** Opening Input block **

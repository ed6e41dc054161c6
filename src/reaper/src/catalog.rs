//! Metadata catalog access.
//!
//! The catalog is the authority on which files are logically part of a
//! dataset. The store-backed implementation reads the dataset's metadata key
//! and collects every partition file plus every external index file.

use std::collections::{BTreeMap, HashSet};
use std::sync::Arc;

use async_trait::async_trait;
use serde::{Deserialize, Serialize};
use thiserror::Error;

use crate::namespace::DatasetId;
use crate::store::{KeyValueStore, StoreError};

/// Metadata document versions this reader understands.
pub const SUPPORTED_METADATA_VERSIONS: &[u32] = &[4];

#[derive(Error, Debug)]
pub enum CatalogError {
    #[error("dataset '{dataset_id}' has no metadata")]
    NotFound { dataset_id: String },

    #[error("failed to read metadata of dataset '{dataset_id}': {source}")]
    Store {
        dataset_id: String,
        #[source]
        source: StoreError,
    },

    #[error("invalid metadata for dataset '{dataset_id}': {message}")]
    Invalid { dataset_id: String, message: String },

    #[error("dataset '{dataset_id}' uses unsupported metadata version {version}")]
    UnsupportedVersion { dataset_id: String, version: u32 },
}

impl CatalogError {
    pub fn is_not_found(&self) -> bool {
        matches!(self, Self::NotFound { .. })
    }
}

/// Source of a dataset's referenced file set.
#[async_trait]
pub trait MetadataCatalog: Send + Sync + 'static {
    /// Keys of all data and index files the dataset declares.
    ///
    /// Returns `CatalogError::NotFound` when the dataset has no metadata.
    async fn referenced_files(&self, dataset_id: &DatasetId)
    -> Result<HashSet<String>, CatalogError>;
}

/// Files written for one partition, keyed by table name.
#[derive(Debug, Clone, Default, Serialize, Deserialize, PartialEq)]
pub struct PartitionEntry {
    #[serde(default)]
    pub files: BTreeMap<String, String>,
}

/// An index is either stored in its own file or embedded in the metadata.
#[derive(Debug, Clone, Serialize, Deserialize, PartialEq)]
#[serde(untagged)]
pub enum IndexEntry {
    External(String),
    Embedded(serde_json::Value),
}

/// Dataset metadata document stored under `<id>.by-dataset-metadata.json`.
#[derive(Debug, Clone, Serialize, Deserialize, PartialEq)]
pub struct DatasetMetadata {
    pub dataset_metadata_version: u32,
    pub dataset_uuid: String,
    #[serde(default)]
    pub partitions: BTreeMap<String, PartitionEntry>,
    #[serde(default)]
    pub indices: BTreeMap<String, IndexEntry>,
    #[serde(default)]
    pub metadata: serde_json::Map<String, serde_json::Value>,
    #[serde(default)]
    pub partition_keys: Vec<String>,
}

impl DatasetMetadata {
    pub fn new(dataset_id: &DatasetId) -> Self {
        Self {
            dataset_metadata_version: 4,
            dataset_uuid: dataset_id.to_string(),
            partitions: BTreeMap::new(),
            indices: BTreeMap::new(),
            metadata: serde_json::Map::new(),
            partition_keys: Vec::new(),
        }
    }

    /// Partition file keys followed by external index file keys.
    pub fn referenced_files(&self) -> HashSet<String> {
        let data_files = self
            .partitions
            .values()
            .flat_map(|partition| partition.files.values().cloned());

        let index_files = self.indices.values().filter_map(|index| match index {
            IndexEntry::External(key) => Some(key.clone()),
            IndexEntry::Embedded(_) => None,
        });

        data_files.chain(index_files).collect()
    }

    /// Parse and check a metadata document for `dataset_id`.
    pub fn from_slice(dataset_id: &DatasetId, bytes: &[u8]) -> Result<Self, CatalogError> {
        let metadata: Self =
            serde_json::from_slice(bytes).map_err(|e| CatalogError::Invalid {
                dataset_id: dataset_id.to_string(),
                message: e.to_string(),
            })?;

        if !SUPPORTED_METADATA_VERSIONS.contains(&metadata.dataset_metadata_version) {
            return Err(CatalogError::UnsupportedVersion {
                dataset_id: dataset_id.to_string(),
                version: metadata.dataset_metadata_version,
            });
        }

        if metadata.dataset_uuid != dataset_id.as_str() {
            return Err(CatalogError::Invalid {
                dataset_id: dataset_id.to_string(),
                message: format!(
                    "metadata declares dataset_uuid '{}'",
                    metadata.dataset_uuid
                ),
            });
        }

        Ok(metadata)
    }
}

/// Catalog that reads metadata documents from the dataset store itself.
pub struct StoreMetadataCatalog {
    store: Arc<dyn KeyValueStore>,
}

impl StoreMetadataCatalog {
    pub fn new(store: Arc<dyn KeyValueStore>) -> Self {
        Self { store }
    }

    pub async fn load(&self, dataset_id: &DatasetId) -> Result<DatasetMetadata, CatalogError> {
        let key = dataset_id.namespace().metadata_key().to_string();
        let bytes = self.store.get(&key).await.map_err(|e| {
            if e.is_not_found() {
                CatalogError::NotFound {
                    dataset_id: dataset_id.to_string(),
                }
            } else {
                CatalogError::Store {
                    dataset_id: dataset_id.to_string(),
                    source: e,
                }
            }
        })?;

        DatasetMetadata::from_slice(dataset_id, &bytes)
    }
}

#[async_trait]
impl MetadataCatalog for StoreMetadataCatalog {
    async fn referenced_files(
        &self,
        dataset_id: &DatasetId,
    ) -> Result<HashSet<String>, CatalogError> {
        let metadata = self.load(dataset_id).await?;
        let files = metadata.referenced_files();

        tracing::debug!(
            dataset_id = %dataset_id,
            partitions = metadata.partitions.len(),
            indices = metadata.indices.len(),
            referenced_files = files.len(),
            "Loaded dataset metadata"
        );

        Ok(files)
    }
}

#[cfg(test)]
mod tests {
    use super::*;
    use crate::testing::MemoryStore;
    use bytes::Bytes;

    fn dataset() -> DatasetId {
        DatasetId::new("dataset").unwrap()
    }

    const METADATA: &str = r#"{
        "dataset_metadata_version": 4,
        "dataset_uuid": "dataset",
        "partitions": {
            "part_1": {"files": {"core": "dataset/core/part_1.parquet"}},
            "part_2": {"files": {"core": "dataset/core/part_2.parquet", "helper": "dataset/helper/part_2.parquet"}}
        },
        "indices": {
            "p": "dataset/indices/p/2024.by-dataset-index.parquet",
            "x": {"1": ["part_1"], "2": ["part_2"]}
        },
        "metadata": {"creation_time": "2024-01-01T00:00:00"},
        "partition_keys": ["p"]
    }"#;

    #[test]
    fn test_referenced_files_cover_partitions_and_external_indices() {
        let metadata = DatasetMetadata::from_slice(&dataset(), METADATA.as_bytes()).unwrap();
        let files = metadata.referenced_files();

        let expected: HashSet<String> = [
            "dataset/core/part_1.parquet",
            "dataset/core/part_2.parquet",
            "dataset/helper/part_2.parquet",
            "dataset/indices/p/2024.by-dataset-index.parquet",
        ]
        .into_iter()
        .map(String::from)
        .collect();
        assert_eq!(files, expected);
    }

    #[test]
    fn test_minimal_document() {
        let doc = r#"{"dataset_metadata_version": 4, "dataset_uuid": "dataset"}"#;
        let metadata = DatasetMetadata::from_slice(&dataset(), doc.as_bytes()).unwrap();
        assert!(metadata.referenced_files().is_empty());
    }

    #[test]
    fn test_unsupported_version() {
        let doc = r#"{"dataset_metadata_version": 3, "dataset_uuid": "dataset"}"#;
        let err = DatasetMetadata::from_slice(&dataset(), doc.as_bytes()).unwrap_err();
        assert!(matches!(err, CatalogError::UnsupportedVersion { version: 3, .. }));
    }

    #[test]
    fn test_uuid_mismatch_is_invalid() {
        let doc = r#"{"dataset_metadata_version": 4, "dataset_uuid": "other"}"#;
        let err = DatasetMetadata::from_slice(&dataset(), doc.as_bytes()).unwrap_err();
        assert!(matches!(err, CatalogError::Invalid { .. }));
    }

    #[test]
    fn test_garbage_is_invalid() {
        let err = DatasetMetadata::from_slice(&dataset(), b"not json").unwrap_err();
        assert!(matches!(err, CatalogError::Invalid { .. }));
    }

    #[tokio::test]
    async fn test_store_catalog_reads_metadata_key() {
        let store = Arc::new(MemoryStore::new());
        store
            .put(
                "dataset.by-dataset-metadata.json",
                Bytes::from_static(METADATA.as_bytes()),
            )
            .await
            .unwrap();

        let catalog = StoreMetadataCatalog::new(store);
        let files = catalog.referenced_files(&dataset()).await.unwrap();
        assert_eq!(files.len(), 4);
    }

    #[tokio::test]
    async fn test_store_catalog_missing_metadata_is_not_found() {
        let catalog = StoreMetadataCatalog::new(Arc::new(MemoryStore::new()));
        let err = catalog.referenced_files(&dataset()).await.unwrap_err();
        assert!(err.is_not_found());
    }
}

** Closing Input block **
** Opening Input block **

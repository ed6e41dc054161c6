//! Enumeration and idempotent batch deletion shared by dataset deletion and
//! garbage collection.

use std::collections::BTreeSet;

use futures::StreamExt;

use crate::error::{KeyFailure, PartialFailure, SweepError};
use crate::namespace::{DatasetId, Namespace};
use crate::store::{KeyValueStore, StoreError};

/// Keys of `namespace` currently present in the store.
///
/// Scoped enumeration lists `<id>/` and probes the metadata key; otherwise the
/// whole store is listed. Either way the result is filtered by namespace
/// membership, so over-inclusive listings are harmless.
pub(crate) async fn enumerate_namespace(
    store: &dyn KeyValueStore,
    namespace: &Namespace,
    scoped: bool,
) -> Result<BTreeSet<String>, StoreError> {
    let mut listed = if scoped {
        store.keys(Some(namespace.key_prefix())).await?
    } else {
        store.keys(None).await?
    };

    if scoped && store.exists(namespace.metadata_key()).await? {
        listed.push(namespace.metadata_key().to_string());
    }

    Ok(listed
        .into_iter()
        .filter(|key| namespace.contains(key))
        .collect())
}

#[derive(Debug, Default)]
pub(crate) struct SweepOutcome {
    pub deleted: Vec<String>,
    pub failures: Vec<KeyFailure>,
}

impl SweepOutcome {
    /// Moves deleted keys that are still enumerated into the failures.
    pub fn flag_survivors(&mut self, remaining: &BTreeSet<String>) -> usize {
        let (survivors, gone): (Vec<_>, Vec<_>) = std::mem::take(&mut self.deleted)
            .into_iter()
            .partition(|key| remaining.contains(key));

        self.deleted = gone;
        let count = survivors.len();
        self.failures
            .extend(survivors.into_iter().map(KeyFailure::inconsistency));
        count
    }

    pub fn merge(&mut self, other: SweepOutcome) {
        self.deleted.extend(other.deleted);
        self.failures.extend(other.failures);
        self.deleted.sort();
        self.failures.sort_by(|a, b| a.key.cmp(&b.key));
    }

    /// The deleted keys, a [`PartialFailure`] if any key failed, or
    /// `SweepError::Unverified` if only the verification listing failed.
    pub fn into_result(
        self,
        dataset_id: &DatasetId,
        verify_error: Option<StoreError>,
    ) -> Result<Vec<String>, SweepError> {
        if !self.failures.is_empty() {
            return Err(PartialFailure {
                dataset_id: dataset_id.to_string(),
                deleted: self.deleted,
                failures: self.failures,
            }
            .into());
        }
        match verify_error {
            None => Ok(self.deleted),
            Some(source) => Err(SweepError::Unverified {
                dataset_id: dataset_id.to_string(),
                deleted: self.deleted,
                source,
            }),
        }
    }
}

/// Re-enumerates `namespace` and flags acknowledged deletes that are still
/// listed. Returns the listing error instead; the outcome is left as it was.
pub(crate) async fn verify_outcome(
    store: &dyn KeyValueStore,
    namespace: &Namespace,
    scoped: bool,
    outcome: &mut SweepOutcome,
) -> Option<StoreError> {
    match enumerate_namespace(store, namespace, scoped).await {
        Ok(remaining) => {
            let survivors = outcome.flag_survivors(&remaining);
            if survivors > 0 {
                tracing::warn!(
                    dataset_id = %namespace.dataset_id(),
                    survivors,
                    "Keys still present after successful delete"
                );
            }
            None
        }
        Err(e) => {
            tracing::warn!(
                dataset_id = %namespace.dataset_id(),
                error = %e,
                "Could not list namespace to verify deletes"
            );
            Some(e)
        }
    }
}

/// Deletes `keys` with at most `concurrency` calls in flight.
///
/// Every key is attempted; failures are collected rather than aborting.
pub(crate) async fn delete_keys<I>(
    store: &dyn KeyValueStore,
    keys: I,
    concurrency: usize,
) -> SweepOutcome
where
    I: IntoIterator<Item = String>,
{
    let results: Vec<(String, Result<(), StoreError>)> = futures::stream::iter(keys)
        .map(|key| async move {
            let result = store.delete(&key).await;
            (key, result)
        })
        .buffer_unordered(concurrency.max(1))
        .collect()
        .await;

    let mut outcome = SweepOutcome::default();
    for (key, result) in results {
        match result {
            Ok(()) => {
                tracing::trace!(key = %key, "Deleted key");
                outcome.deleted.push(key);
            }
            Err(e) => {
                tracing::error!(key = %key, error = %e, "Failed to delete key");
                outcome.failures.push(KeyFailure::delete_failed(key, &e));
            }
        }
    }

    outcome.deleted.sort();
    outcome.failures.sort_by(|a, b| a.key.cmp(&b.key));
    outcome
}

** Closing Input block **

### Problem
Above are records; repeat only the lines starting at the line with "let index_files = self.indices.values().filter_map(|index|" and ending at the line with "pub fn from_slice(dataset_id: &DatasetId, bytes: &[u8])", exactly as they appear, both included.

### Task solution
        let index_files = self.indices.values().filter_map(|index| match index {
            IndexEntry::External(key) => Some(key.clone()),
            IndexEntry::Embedded(_) => None,
        });

        data_files.chain(index_files).collect()
    }

    /// Parse and check a metadata document for `dataset_id`.
    pub fn from_slice(dataset_id: &DatasetId, bytes: &[u8]) -> Result<Self, CatalogError> {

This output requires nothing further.